Lange Wartezeiten

Castrop-Rauxel: Psychotherapeuten sind überlaufen

Wer in Castrop-Rauxel psychotherapeutische Behandlung benötigt, muss sich auf lange Wartezeiten einstellen. Dabei ist die Stadt mit ihren laut Kassenärztlicher Vereinigung Westfalen-Lippe (KVWL) 20 praktizierenden Psychotherapeuten offiziell sogar überversorgt. Wie passt das zusammen?

CASTROP-RAUXEL

, 28.09.2016 / Lesedauer: 3 min

Der Bedarf an psychotherapeutischer Behandlung steigt seit Jahren. Das äußert sich auch in Castrop-Rauxel mit langen Wartezeiten für Therapieplätze.

Die bundesweite Bedarfsplanung richtet sich nach der Einwohnerzahl in den Kreisen und Städten. Im Jahr 1993 seien dazu erstmals Zahlen festgeschrieben worden, sagt KVWL-Sprecher Jens Flintrop.
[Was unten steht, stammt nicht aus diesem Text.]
//! Fixed-size windowing over an ordered result set.
//!
//! The arithmetic lives here; the actual slicing is performed by the store
//! against an already-ordered query. Out-of-range page numbers clamp to the
//! nearest valid page rather than failing, mirroring the behavior users
//! expect from `?page=` links.

use serde::Serialize;

/// Default page size when the deployment does not configure one.
pub const DEFAULT_PAGE_SIZE: u64 = 10;

/// A requested window: 1-based page number plus page size.
#[derive(Debug, Clone, Copy, PartialEq, Eq)]
pub struct PageRequest {
    number: u64,
    per_page: u64,
}

impl PageRequest {
    /// Build a request. Page numbers below 1 and a zero page size are
    /// normalized to 1.
    pub fn new(number: u64, per_page: u64) -> Self {
        Self {
            number: number.max(1),
            per_page: per_page.max(1),
        }
    }

    pub fn number(&self) -> u64 {
        self.number
    }

    pub fn per_page(&self) -> u64 {
        self.per_page
    }

    /// Clamp the page number into `1..=total_pages`.
    pub fn clamp_to(self, total_pages: u64) -> Self {
        Self {
            number: self.number.min(total_pages.max(1)),
            per_page: self.per_page,
        }
    }

    /// Number of items preceding this page.
    pub fn offset(&self) -> u64 {
        (self.number - 1) * self.per_page
    }
}

/// One page of an ordered result set plus paging metadata.
#[derive(Debug, Clone, Serialize)]
pub struct Page<T> {
    pub items: Vec<T>,
    pub number: u64,
    pub per_page: u64,
    pub total_items: u64,
    pub total_pages: u64,
}

impl<T> Page<T> {
    /// Assemble a page from the fetched slice and the total item count.
    /// The request is expected to be clamped already.
    pub fn new(items: Vec<T>, request: PageRequest, total_items: u64) -> Self {
        Self {
            items,
            number: request.number,
            per_page: request.per_page,
            total_items,
            total_pages: total_pages(total_items, request.per_page),
        }
    }

    pub fn has_next(&self) -> bool {
        self.number < self.total_pages
    }

    pub fn has_previous(&self) -> bool {
        self.number > 1
    }

    pub fn next_number(&self) -> u64 {
        self.number + 1
    }

    pub fn previous_number(&self) -> u64 {
        self.number - 1
    }
}

/// Total page count. An empty result set still has one (empty) page.
pub fn total_pages(total_items: u64, per_page: u64) -> u64 {
    if total_items == 0 {
        1
    } else {
        total_items.div_ceil(per_page.max(1))
    }
}

#[cfg(test)]
mod tests {
    use super::*;

    fn fetch(n: u64, request: PageRequest) -> Vec<u64> {
        // What the store does: slice an ordered sequence of n items.
        (0..n)
            .skip(request.offset() as usize)
            .take(request.per_page() as usize)
            .collect()
    }

    #[test]
    fn page_k_holds_expected_item_count() {
        let (n, p) = (23u64, 10u64);
        for k in 1..=total_pages(n, p) {
            let request = PageRequest::new(k, p);
            let expected = p.min(n - (k - 1) * p);
            assert_eq!(fetch(n, request).len() as u64, expected, "page {k}");
        }
    }

    #[test]
    fn out_of_range_pages_clamp() {
        let pages = total_pages(23, 10);
        assert_eq!(PageRequest::new(99, 10).clamp_to(pages).number(), 3);
        assert_eq!(PageRequest::new(0, 10).clamp_to(pages).number(), 1);
    }

    #[test]
    fn empty_result_set_is_one_empty_page() {
        assert_eq!(total_pages(0, 10), 1);
        let request = PageRequest::new(5, 10).clamp_to(total_pages(0, 10));
        assert_eq!(request.number(), 1);

        let page: Page<u64> = Page::new(vec![], request, 0);
        assert!(page.items.is_empty());
        assert!(!page.has_next());
        assert!(!page.has_previous());
    }

    #[test]
    fn metadata_tracks_position() {
        let request = PageRequest::new(2, 10);
        let page = Page::new(fetch(23, request), request, 23);
        assert_eq!(page.total_pages, 3);
        assert!(page.has_next());
        assert!(page.has_previous());
        assert_eq!(page.next_number(), 3);
        assert_eq!(page.previous_number(), 1);
    }

    #[test]
    fn exact_multiple_has_no_trailing_page() {
        assert_eq!(total_pages(20, 10), 2);
        assert_eq!(total_pages(21, 10), 3);
        assert_eq!(total_pages(10, 10), 1);
    }
}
Zuletzt angepasst wurden die Zahlen vor drei Jahren – mit dem Ergebnis, dass auf 8874 Einwohner ein Psychotherapeut kommen muss.

Zahl der Erkrankungen gestiegen

Das führt dazu, dass etwa der Kreis Recklinghausen mit seinen 111,8 Zulassungen für Psychotherapie auf dem Papier einen Versorgungsgrad von 160 Prozent besitzt. In Castrop-Rauxel ist der Wert angesichts 20 gelisteter Psychotherapeuten sogar noch höher. „Die statistischen Verhältniszahlen erscheinen heute aber in einem anderen Licht“, sagt Jens Flintrop. Was hauptsächlich daran liege, dass die Zahl der Erkrankungen angestiegen sei und es Menschen heutzutage allgemein leichter falle, sich in psychotherapeutische Behandlung zu begeben.

Auf die gestiegene Nachfrage kann allerdings nicht einfach mit einem größeren Angebot reagiert werden. Sobald ein Gebiet einen Versorgungsgrad von 110 Prozent erreicht, darf sich dort kein neuer Arzt niederlassen. Die Folge sind endlose Wartelisten.

„Einfach nur schlimm“

Patienten von Astrid Lieres aus Henrichenburg müssen bis zu einem Jahr auf einen Therapieplatz warten. „Das ist einfach nur schlimm“, sagt die Psychologin. „Auch für uns, wenn wir Patienten in Not abweisen müssen.“ Um mehr Patienten versorgen zu können, teilt sich Astrid Lieres ihren vormals vollen Sitz mittlerweile mit einer Kollegin. „Zwei Personen mit einer halben Stelle schaffen mehr als eine mit einer vollen“, sagt sie. In Castrop-Rauxel sei ihr kein Kollege mit freien Therapieplätzen bekannt.

Olaf Maletzki führt erst gar keine Warteliste. „Wir vereinbaren innerhalb von drei bis vier Wochen einen Termin für ein Gespräch, in dem der Bedarf ermittelt wird“, sagt der Kinderpsychotherapeut aus Frohlinde. Die sogenannte Psychotherapeutische Sprechstunde, ein zentrales Element der frisch beschlossenen Strukturreform der ambulanten Psychotherapie, die zum 1. April 2017 in Kraft tritt, wendet Maletzki somit bereits jetzt an.

Sprechstunde soll Bedarf ermitteln

Nach dem Gespräch bleiben Patienten entweder bei ihm oder werden an Kollegen, das Jugendamt oder Psychiatrien überwiesen. Um wenig komplexe Fälle kümmern sich seine drei Psychotherapeuten in Ausbildung (PIA). „Mit viel Trickserei bekommen wir es so auf etwa vier Wochen gedrückt“, sagt Olaf Maletzki. Die Schlagzahl sei jedoch hoch, „mal sehen, wie lange wir das noch schaffen“.

Und sollten Krankenversicherungen einmal aus Kostengründen auf die Idee kommen, in offiziell überversorgten Gebieten Sitze aufzukaufen, wäre das „ein absolutes Drama“.